The apostle Paul says, “Since you won’t judge him, I will.” He orders them in a public assembly to remove him from their midst. That’s in the first part of chapter 5. He tells us why church discipline is so important in verses 6-8. Look at verse 7 of 1 Corinthians 5. He says, “Clean out the old leaven [The word for “old” means that which is longstanding. In the context, this man needs to be removed from their midst] that you may be a new lump, just as you are in fact unleavened. For Christ our Passover also has been sacrificed.”
What does he mean by new lump? Qualitatively new? No. This is a different word, neos. It means new in relation to time. It means that you’ll have a new testimony to the people of Corinth. In other words, up until now they don’t respect them. Paul’s trying to tell them that. They have absolutely no respect whatsoever. They know that you tolerate sin and even though you don’t associate with them, they know that you tolerate sin in your midst. However, if you want a brand new look to them, if you want to have a witness amongst the lost people of Corinth, then you remove this man. And it will send a message to them and you can have a fresh testimony among them. They were in great need of revival and repentance. This is what Paul’s saying. Deal with this man, and you’ll set a standard once again in the body. You’ll send a message to this world that we’re attached to Christ and leaven has no place in our lives.
Well, the apostle Paul takes them back to the Old Testament and reminds them of an Old Testament feast. Right before Passover there is the Feast of Unleavened Bread. Passover was the feast to celebrate what happened in Egypt when they were in captivity and they had to slay the lamb and put the blood over the door. Then they had to eat of the lamb. The death angel came and because of the blood on the door they were spared. Each one partook of the lamb, and God set them free. That’s what the Passover was. During the Feast of Unleavened Bread, they had to get all of the leaven out of the house.
Paul takes them back to that mind-set in verse 8 of 1 Corinthians 5. He said, “Let us therefore celebrate the feast, not with old leaven, nor with the leaven of malice and wickedness, but with the unleavened bread of sincerity and truth.” In saying that, he says, “You know, they only celebrated it once a year to remember their deliverance from Egypt.”
But then he puts the “celebrate” here in that verse in the present tense. He says, “Whereas they celebrated it once a year, we celebrate it every day. Daily we get the leaven out of our life. And as we’re willing to get the leaven out of our life, then we can celebrate Christ being our deliverance, Christ being our victory, Christ being our sacrifice. But you can’t celebrate victory until you’re willing to deal with the leaven, the sin, that’s in your life.” It’s a beautiful picture of a Christian dealing with leaven. We all have it. It can be as subtle as an attitude, but it’s still leaven and it must be dealt with and be put under the blood of Jesus. We must be cleansed of it so that we can continue to celebrate our victory over the penalty of sin and the power of sin day by day in our life.

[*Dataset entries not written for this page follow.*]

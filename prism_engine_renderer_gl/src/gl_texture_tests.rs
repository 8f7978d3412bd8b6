//! Unit tests for gl_texture.rs (no GL context required)

use super::*;

#[test]
fn test_mip_level_count() {
    assert_eq!(mip_level_count(1, 1), 1);
    assert_eq!(mip_level_count(2, 1), 2);
    assert_eq!(mip_level_count(256, 256), 9);
    // Non-power-of-two rounds down per level
    assert_eq!(mip_level_count(300, 20), 9);
    assert_eq!(mip_level_count(0, 0), 1);
}
//! Unit tests for timer.rs (explicit instants, no sleeping)

use super::*;

const EPS: f32 = 1e-4;

fn ms(n: u64) -> Duration {
    Duration::from_millis(n)
}

#[test]
fn test_new_timer_is_zeroed() {
    let timer = Timer::starting_at(Instant::now());
    assert_eq!(timer.time(), 0.0);
    assert_eq!(timer.global_time(), 0.0);
    assert_eq!(timer.delta_time(), 0.0);
    assert!(!timer.is_pause());
}

#[test]
fn test_response_advances_times() {
    let t0 = Instant::now();
    let mut timer = Timer::starting_at(t0);

    timer.response_at(t0 + ms(100));
    timer.response_at(t0 + ms(250));

    assert!((timer.global_time() - 0.25).abs() < EPS);
    assert!((timer.global_delta_time() - 0.15).abs() < EPS);
    assert!((timer.time() - 0.25).abs() < EPS);
    assert!((timer.delta_time() - 0.15).abs() < EPS);
}

#[test]
fn test_pause_freezes_animation_time() {
    let t0 = Instant::now();
    let mut timer = Timer::starting_at(t0);
    timer.response_at(t0 + ms(100));

    timer.toggle_pause();
    timer.response_at(t0 + ms(600));
    assert!(timer.is_pause());
    assert_eq!(timer.delta_time(), 0.0);
    assert!((timer.time() - 0.1).abs() < EPS);
    assert!((timer.global_time() - 0.6).abs() < EPS);

    timer.set_pause(false);
    timer.response_at(t0 + ms(700));
    assert!((timer.delta_time() - 0.1).abs() < EPS);
    // 700 ms elapsed, 500 ms of it paused
    assert!((timer.time() - 0.2).abs() < EPS);
}

#[test]
fn test_fps_recomputed_each_second() {
    let t0 = Instant::now();
    let mut timer = Timer::starting_at(t0);
    for i in 1..=50 {
        timer.response_at(t0 + ms(i * 20));
    }
    assert!((timer.fps() - 50.0).abs() < 0.01);

    for i in 1..=25 {
        timer.response_at(t0 + ms(1000 + i * 40));
    }
    assert!((timer.fps() - 25.0).abs() < 0.01);
}

#[test]
fn test_instant_before_last_is_clamped() {
    let t0 = Instant::now();
    let mut timer = Timer::starting_at(t0 + ms(10));
    timer.response_at(t0);
    assert_eq!(timer.global_delta_time(), 0.0);
    assert_eq!(timer.global_time(), 0.0);
}
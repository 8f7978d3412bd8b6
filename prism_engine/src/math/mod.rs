//! Math support: vectors, 4x4 matrices and the camera
//!
//! Conventions: row vectors multiplied on the left (`p' = p * M`), matrices
//! stored row-major with translation in row 3, right-handed view space looking
//! down -Z, OpenGL clip space (z in [-1, 1]). Angles in degrees at the API.

mod vector;
mod matrix;
mod camera;

pub use vector::{Vec2, Vec3, Vec4};
pub use matrix::Matrix;
pub use camera::Camera;

/// Pi as `f32`
pub const PI: f32 = std::f32::consts::PI;

/// Convert degrees to radians
#[inline]
pub fn degree_to_radian(degrees: f32) -> f32 {
    degrees * (PI / 180.0)
}

/// Convert radians to degrees
#[inline]
pub fn radian_to_degree(radians: f32) -> f32 {
    radians * (180.0 / PI)
}
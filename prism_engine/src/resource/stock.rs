/// Generic name-keyed resource storage

use std::rc::Rc;
use rustc_hash::FxHashMap;

/// Owning map from resource name to shared resource
///
/// Entries are released when removed, replaced, cleared or when the stock
/// itself is dropped (unless a caller still holds a handle).
#[derive(Debug)]
pub struct ResourceStock<T> {
    entries: FxHashMap<String, Rc<T>>,
}

impl<T> Default for ResourceStock<T> {
    fn default() -> Self {
        Self { entries: FxHashMap::default() }
    }
}

impl<T> ResourceStock<T> {
    pub fn new() -> Self {
        Self::default()
    }

    /// Store a resource under `name`, replacing any previous entry
    pub fn add(&mut self, name: impl Into<String>, resource: T) -> &mut Self {
        self.insert(name, resource);
        self
    }

    /// Store a resource and return its shared handle
    pub fn insert(&mut self, name: impl Into<String>, resource: T) -> Rc<T> {
        let handle = Rc::new(resource);
        self.entries.insert(name.into(), handle.clone());
        handle
    }

    /// Shared handle to a resource, if present
    pub fn find(&self, name: &str) -> Option<Rc<T>> {
        self.entries.get(name).cloned()
    }

    pub fn contains(&self, name: &str) -> bool {
        self.entries.contains_key(name)
    }

    /// Remove a resource, returning its handle
    pub fn remove(&mut self, name: &str) -> Option<Rc<T>> {
        self.entries.remove(name)
    }

    pub fn len(&self) -> usize {
        self.entries.len()
    }

    pub fn is_empty(&self) -> bool {
        self.entries.is_empty()
    }

    /// Resource names, sorted
    pub fn names(&self) -> Vec<String> {
        let mut names: Vec<String> = self.entries.keys().cloned().collect();
        names.sort();
        names
    }

    /// Iterate over (name, handle) pairs in arbitrary order
    pub fn iter(&self) -> impl Iterator<Item = (&str, &Rc<T>)> {
        self.entries.iter().map(|(name, res)| (name.as_str(), res))
    }

    /// Release every entry
    pub fn clear(&mut self) {
        self.entries.clear();
    }
}

#[cfg(test)]
#[path = "stock_tests.rs"]
mod tests;
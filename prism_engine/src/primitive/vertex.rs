/// Interleaved vertex format shared by every primitive

use bytemuck::{Pod, Zeroable};

use crate::graphics_device::{AttributeFormat, VertexAttribute, VertexLayout};
use crate::math::{Vec2, Vec3, Vec4};

/// Vertex: position, texture coordinates, normal, color
///
/// Attribute locations 0..3 in field order.
#[repr(C)]
#[derive(Debug, Clone, Copy, PartialEq, Default, Pod, Zeroable)]
pub struct Vertex {
    pub p: Vec3,
    pub t: Vec2,
    pub n: Vec3,
    pub c: Vec4,
}

impl Vertex {
    pub const fn new(p: Vec3, t: Vec2, n: Vec3, c: Vec4) -> Self {
        Self { p, t, n, c }
    }

    /// White vertex with only a position
    pub const fn from_position(p: Vec3) -> Self {
        Self {
            p,
            t: Vec2::zero(),
            n: Vec3::zero(),
            c: Vec4::splat(1.0),
        }
    }

    /// Device vertex layout for this struct
    pub fn layout() -> VertexLayout {
        let attribute = |location, format, offset| VertexAttribute { location, format, offset };
        VertexLayout {
            stride: std::mem::size_of::<Vertex>() as u32,
            attributes: vec![
                attribute(0, AttributeFormat::R32G32B32_SFLOAT, 0),
                attribute(1, AttributeFormat::R32G32_SFLOAT, 12),
                attribute(2, AttributeFormat::R32G32B32_SFLOAT, 20),
                attribute(3, AttributeFormat::R32G32B32A32_SFLOAT, 32),
            ],
        }
    }
}
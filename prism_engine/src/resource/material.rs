/// Resource-level material type.
///
/// A Material is a Phong surface description: ambient/diffuse/specular
/// coefficients, shininess, transparency, up to eight texture slots and the
/// name of the shader program that renders it. Applying a material pushes
/// these values to the program as uniforms.

use std::rc::Rc;

use crate::error::{Error, Result};
use crate::graphics_device::{GraphicsDevice, UniformValue};
use crate::math::Vec3;
use crate::resource::{ResourceStock, ShaderProgram, Texture, DEFAULT_SHADER};
use crate::{engine_debug, engine_error, engine_warn};

/// Name of the fallback material
pub const DEFAULT_MATERIAL: &str = "DEFAULT";

/// Number of texture slots per material
pub const MAX_TEXTURES: usize = 8;

// ===== MATERIAL =====

/// Material resource
#[derive(Debug, Clone)]
pub struct Material {
    name: String,
    /// Ambient coefficient
    pub ka: Vec3,
    /// Diffuse coefficient
    pub kd: Vec3,
    /// Specular coefficient
    pub ks: Vec3,
    /// Phong exponent
    pub ph: f32,
    /// Opacity (1 = opaque)
    pub trans: f32,
    pub textures: [Option<Rc<Texture>>; MAX_TEXTURES],
    /// Shader program name
    pub shader: String,
}

impl Material {
    pub fn name(&self) -> &str {
        &self.name
    }

    /// Number of occupied texture slots
    pub fn texture_count(&self) -> usize {
        self.textures.iter().filter(|t| t.is_some()).count()
    }
}

// ===== DESCRIPTOR =====

/// Material creation descriptor
///
/// `Default` is the gold-like fallback material.
#[derive(Debug, Clone)]
pub struct MaterialDesc {
    pub ka: Vec3,
    pub kd: Vec3,
    pub ks: Vec3,
    pub ph: f32,
    pub trans: f32,
    /// Textures for slots 0.. (extra entries beyond `MAX_TEXTURES` are ignored)
    pub textures: Vec<Rc<Texture>>,
    pub shader: String,
}

impl Default for MaterialDesc {
    fn default() -> Self {
        Self {
            ka: Vec3::new(0.24, 0.19, 0.07),
            kd: Vec3::new(0.75, 0.60, 0.23),
            ks: Vec3::new(0.63, 0.56, 0.37),
            ph: 51.2,
            trans: 1.0,
            textures: Vec::new(),
            shader: DEFAULT_SHADER.to_string(),
        }
    }
}

// ===== MATERIAL MANAGER =====

/// Material stock
#[derive(Debug, Default)]
pub struct MaterialManager {
    stock: ResourceStock<Material>,
}

impl MaterialManager {
    pub fn new() -> Self {
        Self::default()
    }

    /// Register the `"DEFAULT"` material
    pub fn init(&mut self) -> Rc<Material> {
        self.create(DEFAULT_MATERIAL, MaterialDesc::default())
    }

    /// Find a material by name, or create it from `desc`
    pub fn create(&mut self, name: &str, desc: MaterialDesc) -> Rc<Material> {
        if let Some(material) = self.stock.find(name) {
            return material;
        }

        if desc.textures.len() > MAX_TEXTURES {
            engine_warn!(
                "prism::MaterialManager",
                "Material '{}': {} textures given, only {} slots used",
                name, desc.textures.len(), MAX_TEXTURES
            );
        }
        let mut textures: [Option<Rc<Texture>>; MAX_TEXTURES] = Default::default();
        for (slot, texture) in textures.iter_mut().zip(desc.textures) {
            *slot = Some(texture);
        }

        engine_debug!("prism::MaterialManager", "Material '{}' created", name);
        self.stock.insert(name, Material {
            name: name.to_string(),
            ka: desc.ka,
            kd: desc.kd,
            ks: desc.ks,
            ph: desc.ph,
            trans: desc.trans,
            textures,
            shader: desc.shader,
        })
    }

    pub fn find(&self, name: &str) -> Option<Rc<Material>> {
        self.stock.find(name)
    }

    /// The named material, or `"DEFAULT"` when `None`
    pub fn resolve(&self, material: Option<&Rc<Material>>) -> Result<Rc<Material>> {
        match material {
            Some(m) => Ok(m.clone()),
            None => self.default_material(),
        }
    }

    fn default_material(&self) -> Result<Rc<Material>> {
        self.stock.find(DEFAULT_MATERIAL).ok_or_else(|| {
            let err = Error::ResourceNotFound(format!("material '{}'", DEFAULT_MATERIAL));
            engine_error!("prism::MaterialManager", "{}", err);
            err
        })
    }

    /// Make `shader` current and upload the material's uniforms and textures
    ///
    /// `None` applies `"DEFAULT"`. Uniforms the program does not declare are skipped.
    pub fn apply(
        &self,
        material: Option<&Material>,
        shader: &ShaderProgram,
        device: &mut dyn GraphicsDevice,
    ) -> Result<()> {
        let fallback;
        let material = match material {
            Some(m) => m,
            None => {
                fallback = self.default_material()?;
                fallback.as_ref()
            }
        };

        let program = shader.handle();
        device.use_shader(Some(program));

        device.set_uniform(program, "Ka", UniformValue::Vec3(material.ka.to_array()));
        device.set_uniform(program, "Kd", UniformValue::Vec3(material.kd.to_array()));
        device.set_uniform(program, "Ks", UniformValue::Vec3(material.ks.to_array()));
        device.set_uniform(program, "Ph", UniformValue::Float(material.ph));
        device.set_uniform(program, "Trans", UniformValue::Float(material.trans));

        for (unit, texture) in material.textures.iter().enumerate() {
            let is_texture = format!("IsTexture{}", unit);
            match texture {
                Some(texture) => {
                    device.set_uniform(program, &is_texture, UniformValue::Int(1));
                    device.bind_texture(unit as u32, Some(texture.handle()));
                    device.set_uniform(program, &format!("Tex{}", unit), UniformValue::Int(unit as i32));
                }
                None => {
                    device.set_uniform(program, &is_texture, UniformValue::Int(0));
                }
            }
        }
        Ok(())
    }

    pub fn len(&self) -> usize {
        self.stock.len()
    }

    pub fn is_empty(&self) -> bool {
        self.stock.is_empty()
    }

    /// Material names, sorted
    pub fn names(&self) -> Vec<String> {
        self.stock.names()
    }
}

#[cfg(test)]
#[path = "material_tests.rs"]
mod tests;
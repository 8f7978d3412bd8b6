//! Render module
//!
//! Per-frame drawing on top of a `GraphicsDevice`: camera, resource stocks
//! and the uniforms every prim is drawn with.

mod render;

pub use render::{Render, RenderConfig};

Well, let us celebrate the feast. Let us continually be celebrating the feast. He goes on to say that we celebrate it “with the unleavened bread of sincerity and truth.” That’s the life that we now live. If you hold us up before Him, you can see right through us, because whatever was there to mar what you might see has been dealt with under the blood. We are transparent. God is using us. We’re sincere and real, which is really the basic meaning of the word “truth,” absolutely genuine and real. That’s the way we live. And if we live that way, then we have a testimony to the lost world.
We’ve looked at the painful act of church discipline. We looked at the crucifying effect of church discipline in verses 6-8, as we’ve just reviewed. Now we’re going to look at the particular focus of church discipline. Church discipline does not deal with lost people; you deal with believers. Have you noticed in your Scriptures that he didn’t say anything about disciplining the woman who was involved? He only said to discipline the man who was involved. Does that tell you something? It probably tells us that she wasn’t a believer, and he was living with this unbeliever. But he professed to be a believer and would not repent; therefore, they had to deal with him. Church discipline’s focus is on believers, not unbelievers. We share the Gospel with unbelievers, we pray for them, but we don’t discipline them. We discipline those of our own body, the body of believers.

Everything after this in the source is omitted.